Testing such low-noise devices takes great care. Fortunately, establishing and specifying low-dropout performance is easy. Verifying that a regulator meets dropout specification is similarly straightforward. However, accomplishing the same missions for noise and noise testing involves more effort. The manufacturer or whoever is performing the testing must clearly call out the noise bandwidth of interest along with the operating conditions. Operating conditions can include regulator input and output voltage, load, and the characteristics of assorted discrete components. Numerous subtleties can affect low-noise performance, and changes in operating conditions can cause unwelcome surprises. Thus, manufacturers must quote low-dropout- regulator noise performance under specified operating and bandwidth conditions for the specification to be meaningful. Misleading data and erroneous conclusions result when you fail to observe this precaution.
Determine the noise bandwidth for test
Before testing, you have to determine the noise bandwidth of interest. For most systems, the range of 10 Hz to 100 kHz is the information-signal-processing area of concern. Additionally, linear regulators produce little noise energy outside this region. Switching regulators are a different proposition and require a broadband noise measurement (Reference 1). These considerations suggest a measurement bandpass of 10 Hz to 100 kHz with steep slopes at the bandlimits. Figure 1 shows a conceptual filter for low-dropout-regulator-noise testing. Steep slopes and flatness in the passband require the Butterworth-filter sections. The small input level requires 60 dB of low-noise gain to provide an adequate signal for the Butterworth filters.

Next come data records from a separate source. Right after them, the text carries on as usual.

use winit::dpi::PhysicalPosition;
use winit::event::{ElementState, WindowEvent};
use winit::keyboard::{KeyCode, PhysicalKey};
use winit::window::Window;

use super::types::{InputEvent, Key, KeyState};

/// Maps a winit event onto an [`InputEvent`]; `None` for events the engine ignores.
pub(crate) fn translate_window_event(window: &Window, event: &WindowEvent) -> Option<InputEvent> {
    match event {
        WindowEvent::Focused(f) => Some(InputEvent::Focused(*f)),

        WindowEvent::CursorLeft { .. } => Some(InputEvent::PointerLeft),

        WindowEvent::CursorMoved { position, .. } => {
            let (x, y) = to_logical(window, *position);
            Some(InputEvent::PointerMoved { x, y })
        }

        WindowEvent::KeyboardInput { event, .. } => {
            let state = match event.state {
                ElementState::Pressed => KeyState::Pressed,
                ElementState::Released => KeyState::Released,
            };
            Some(InputEvent::Key {
                key: map_key(event.physical_key),
                state,
                repeat: event.repeat,
            })
        }

        _ => None,
    }
}

fn to_logical(window: &Window, pos: PhysicalPosition<f64>) -> (f32, f32) {
    let logical = pos.to_logical::<f64>(window.scale_factor());
    (logical.x as f32, logical.y as f32)
}

fn map_key(key: PhysicalKey) -> Key {
    let PhysicalKey::Code(code) = key else {
        return Key::Unknown(0);
    };

    match code {
        KeyCode::Escape => Key::Escape,
        KeyCode::Enter => Key::Enter,
        KeyCode::Tab => Key::Tab,
        KeyCode::Space => Key::Space,
        KeyCode::Backspace => Key::Backspace,

        KeyCode::ArrowUp => Key::ArrowUp,
        KeyCode::ArrowDown => Key::ArrowDown,
        KeyCode::ArrowLeft => Key::ArrowLeft,
        KeyCode::ArrowRight => Key::ArrowRight,

        other => letter_or_digit(other).unwrap_or(Key::Unknown(other as u32)),
    }
}

const LETTERS: [(KeyCode, char); 26] = [
    (KeyCode::KeyA, 'A'),
    (KeyCode::KeyB, 'B'),
    (KeyCode::KeyC, 'C'),
    (KeyCode::KeyD, 'D'),
    (KeyCode::KeyE, 'E'),
    (KeyCode::KeyF, 'F'),
    (KeyCode::KeyG, 'G'),
    (KeyCode::KeyH, 'H'),
    (KeyCode::KeyI, 'I'),
    (KeyCode::KeyJ, 'J'),
    (KeyCode::KeyK, 'K'),
    (KeyCode::KeyL, 'L'),
    (KeyCode::KeyM, 'M'),
    (KeyCode::KeyN, 'N'),
    (KeyCode::KeyO, 'O'),
    (KeyCode::KeyP, 'P'),
    (KeyCode::KeyQ, 'Q'),
    (KeyCode::KeyR, 'R'),
    (KeyCode::KeyS, 'S'),
    (KeyCode::KeyT, 'T'),
    (KeyCode::KeyU, 'U'),
    (KeyCode::KeyV, 'V'),
    (KeyCode::KeyW, 'W'),
    (KeyCode::KeyX, 'X'),
    (KeyCode::KeyY, 'Y'),
    (KeyCode::KeyZ, 'Z'),
];

const DIGITS: [KeyCode; 10] = [
    KeyCode::Digit0, KeyCode::Digit1, KeyCode::Digit2, KeyCode::Digit3, KeyCode::Digit4,
    KeyCode::Digit5, KeyCode::Digit6, KeyCode::Digit7, KeyCode::Digit8, KeyCode::Digit9,
];

fn letter_or_digit(code: KeyCode) -> Option<Key> {
    if let Some((_, c)) = LETTERS.iter().find(|(k, _)| *k == code) {
        return Some(Key::Letter(*c));
    }
    DIGITS.iter().position(|k| *k == code).map(|d| Key::Digit(d as u8))
}

#[cfg(test)]
mod tests {
    use super::*;

    #[test]
    fn maps_letters_and_digits() {
        assert_eq!(map_key(PhysicalKey::Code(KeyCode::KeyT)), Key::Letter('T'));
        assert_eq!(map_key(PhysicalKey::Code(KeyCode::Digit7)), Key::Digit(7));
        assert_eq!(map_key(PhysicalKey::Code(KeyCode::Space)), Key::Space);
        assert!(matches!(map_key(PhysicalKey::Code(KeyCode::F5)), Key::Unknown(_)));
    }
}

Figure 2 details the filter scheme for the LT1761-5 regulator under test. IC1 to IC3 make up a 60-dB-gain highpass section. IC1 and IC2, which are extremely low-noise amplifiers(<1 nV/
), comprise a 60-dB gain stage with a 5-Hz highpass input. IC3 provides a 10-Hz, second-order-Butterworth, highpass characteristic. The design configures IC4's filter IC as a fourth-order-Butterworth, lowpass filter. The circuit delivers the output of this filter to the output via the 330-µF/100W highpass network. The circuit's output drives a thermally responding rms voltmeter. Obtaining meaningful measurements depends greatly on your choice of an rms voltmeter (see "Understanding and selecting rms voltmeters" on page 54). Batteries furnish all power to the circuit, which precludes ground loops from corrupting the measurement.
Verify instrumentation performance
Good measurement technique dictates verifying the noise test instrumentation's performance. Figure 3a's spectral plot of the filter section shows an essentially flat response in the 10-Hz to 100-kHz passband with abrupt slopes at the band extremes. Some flatness deviation exists, but the response stays well within 1 dB throughout nearly the entire passband. Grounding the filter's input determines the tester's noise floor. Figure 3b shows noise of less than 4 µV p-p , corresponding to a 0.5-µV-rms voltmeter reading. This noise level is only about 0.5% of full-scale, contributing negligible error. These results give you the confidence to proceed with regulator-noise measurement.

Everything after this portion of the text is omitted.